The microbial fuel cells (MFC) convert organic wastes into electricity through a catalytic reaction of microorganisms. Researchers at Clemson University have developed a device that will harvest microbial energy from detritus layers in wetlands as a part of the EPA P3 program. They hope this device will help researchers doing field research in remote areas to create renewable energy to power their equipement with a readily-available material: leaves and other organic waste from any forest, wetland or estuarine ecosystems.
Project Description: Power Field Monitoring Equipment from Wetland Detritus Materials using Microbial Fuel Cell
Detritus or organic matter stored in forest / wetland / estuarine ecosystems represents a large potential source of energy. Microbial fuel cells (MFC), which can convert organic wastes into electricity, are a potential tool to harvest this renewable energy to power field equipment in remote areas. Spatial and temporal variations of organic substrate and redox conditions, as well as power output and stability are the major challenges in designing an in-situ MFC system for practical application. The ultimate goal of this study is to design an in-situ MFC system that can produce energy to power field monitoring equipment.
Both batch and continuous MFC in controlled laboratory environments will be built to evaluate the effects of quantity and composition of dissolved organic matter, salinity, temperature, depth of soil, and water level on the power output of MFC. In addition, in-situ MFC systems will be installed in a healthy freshwater and a salt-water stressed forested wetlands in Winyah Bay, South Carolina, to examine forest structure, evapotranspiration, seasonal, and tidal factors on the performance of MFC. The stability of voltage, density of current, and internal resistance used will be recorded to analyze the performance of MFC.

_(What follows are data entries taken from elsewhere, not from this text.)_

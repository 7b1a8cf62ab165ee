//! Integration tests for payment operations.

mod support;

use support::TestHarness;

#[tokio::test]
async fn cancel_payment_succeeds_on_ok() {
    let mut harness = TestHarness::new().await;
    let mock = harness
        .server
        .mock("DELETE", "/payments/42/payment/pay-9")
        .with_status(200)
        .with_header("content-type", "application/json")
        .with_body(r#"{"id": 9, "statusCode": "CANCELLED"}"#)
        .create_async()
        .await;

    let outcome = harness
        .client
        .cancel_payment(42, "pay-9")
        .await
        .expect("outcome expected");

    mock.assert_async().await;
    assert!(outcome.payment_success);
    assert_eq!(outcome.http_status_code.as_deref(), Some("200"));
    assert_eq!(
        outcome.payment.and_then(|p| p.status_code),
        Some("CANCELLED".to_string())
    );
}

#[tokio::test]
async fn non_200_success_status_yields_unsuccessful_outcome() {
    let mut harness = TestHarness::new().await;
    let _mock = harness
        .server
        .mock("PATCH", "/payments/42/payment/9/COMPLETE")
        .with_status(202)
        .create_async()
        .await;

    let outcome = harness
        .client
        .complete_payment(42, 9, "COMPLETE")
        .await
        .expect("outcome expected");

    assert!(!outcome.payment_success);
    assert_eq!(outcome.http_status_code.as_deref(), Some("202"));
    assert!(outcome.payment.is_none());
    // Not an error: the exchange completed, it just wasn't a 200.
    assert!(harness.reporter.is_empty());
}

#[tokio::test]
async fn cancel_payment_reports_on_error_status() {
    let mut harness = TestHarness::new().await;
    let _mock = harness
        .server
        .mock("DELETE", "/payments/42/payment/pay-9")
        .with_status(404)
        .with_body(r#"{"message":"Payment not found"}"#)
        .create_async()
        .await;

    let outcome = harness.client.cancel_payment(42, "pay-9").await;

    assert!(outcome.is_none());
    let records = harness.reporter.records_by_id("cancel-payment-error");
    assert_eq!(records.len(), 1);
    assert!(records[0].error.contains("Payment not found"));
}

#[tokio::test]
async fn get_payment_fetches_the_record() {
    let mut harness = TestHarness::new().await;
    let mock = harness
        .server
        .mock("GET", "/payments/42/payment/pay-9")
        .with_status(200)
        .with_header("content-type", "application/json")
        .with_body(r#"{"id": 9, "token": "tok-1", "statusCode": "COMPLETED"}"#)
        .create_async()
        .await;

    let outcome = harness
        .client
        .get_payment(42, "pay-9")
        .await
        .expect("outcome expected");

    mock.assert_async().await;
    assert!(outcome.payment_success);
    assert_eq!(
        outcome.payment.and_then(|p| p.token),
        Some("tok-1".to_string())
    );
}
//! Wire types for the NameX API.
//!
//! Types carry the fields the client reads or writes; everything else the
//! backend sends is kept in a flattened passthrough map so payloads
//! round-trip unchanged.

pub mod name_request;
pub mod payment;
pub mod search;

pub use name_request::{CheckoutToken, NameRequest, NrState};
pub use payment::{Payment, PaymentOutcome};
pub use search::{AdvancedSearch, AdvancedSearchResults, AnalysisJson, NameAnalysisQuery, Stats};
use serde::{Deserialize, Serialize};

/// Advanced search criteria, serialized as query parameters.
#[derive(Debug, Clone, Default, Serialize)]
#[serde(rename_all = "camelCase")]
pub struct AdvancedSearch {
    #[serde(skip_serializing_if = "Option::is_none")]
    pub status: Option<String>,
    #[serde(skip_serializing_if = "Option::is_none")]
    pub consent: Option<String>,
    #[serde(skip_serializing_if = "Option::is_none")]
    pub submitted_start_date: Option<String>,
    #[serde(skip_serializing_if = "Option::is_none")]
    pub submitted_end_date: Option<String>,
    #[serde(skip_serializing_if = "Option::is_none")]
    pub nr_num: Option<String>,
    #[serde(skip_serializing_if = "Option::is_none")]
    pub applicant_name: Option<String>,
    #[serde(skip_serializing_if = "Option::is_none")]
    pub comp_name: Option<String>,
}

/// Search results page.
#[derive(Debug, Clone, Deserialize)]
#[serde(rename_all = "camelCase")]
pub struct AdvancedSearchResults {
    #[serde(default)]
    pub name_requests: Vec<serde_json::Value>,
    #[serde(default)]
    pub num_found: Option<i64>,
    #[serde(flatten)]
    pub extra: serde_json::Map<String, serde_json::Value>,
}

/// Daily processing statistics.
#[derive(Debug, Clone, Deserialize)]
#[serde(rename_all = "camelCase")]
pub struct Stats {
    #[serde(default)]
    pub auto_approved_count: Option<i64>,
    #[serde(default)]
    pub priority_wait_time: Option<f64>,
    #[serde(default)]
    pub regular_wait_time: Option<f64>,
    #[serde(flatten)]
    pub extra: serde_json::Map<String, serde_json::Value>,
}

/// Name-analysis request parameters.
///
/// Field names match the backend's query-parameter names, which are
/// snake_case unlike the JSON payloads.
#[derive(Debug, Clone, Default, Serialize)]
pub struct NameAnalysisQuery {
    pub name: String,
    #[serde(skip_serializing_if = "Option::is_none")]
    pub location: Option<String>,
    #[serde(skip_serializing_if = "Option::is_none")]
    pub entity_type_cd: Option<String>,
    #[serde(skip_serializing_if = "Option::is_none")]
    pub request_action_cd: Option<String>,
}

/// Result of the name-analysis endpoints.
#[derive(Debug, Clone, Deserialize)]
#[serde(rename_all = "camelCase")]
pub struct AnalysisJson {
    #[serde(default)]
    pub header: Option<String>,
    #[serde(default)]
    pub status: Option<String>,
    #[serde(default)]
    pub issues: Vec<serde_json::Value>,
    #[serde(flatten)]
    pub extra: serde_json::Map<String, serde_json::Value>,
}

The data from both laboratory and field experiments will provide useful information to assist designing an in-situ MFC system that uses detritus materials to achieve constant and useable electric energy output. The in-situ MFC systems installed in the forested wetlands at Winyah Bay can serve as educational and demonstrational projects to local schools and communities about the concept of sustainability and renewable and alternative energy.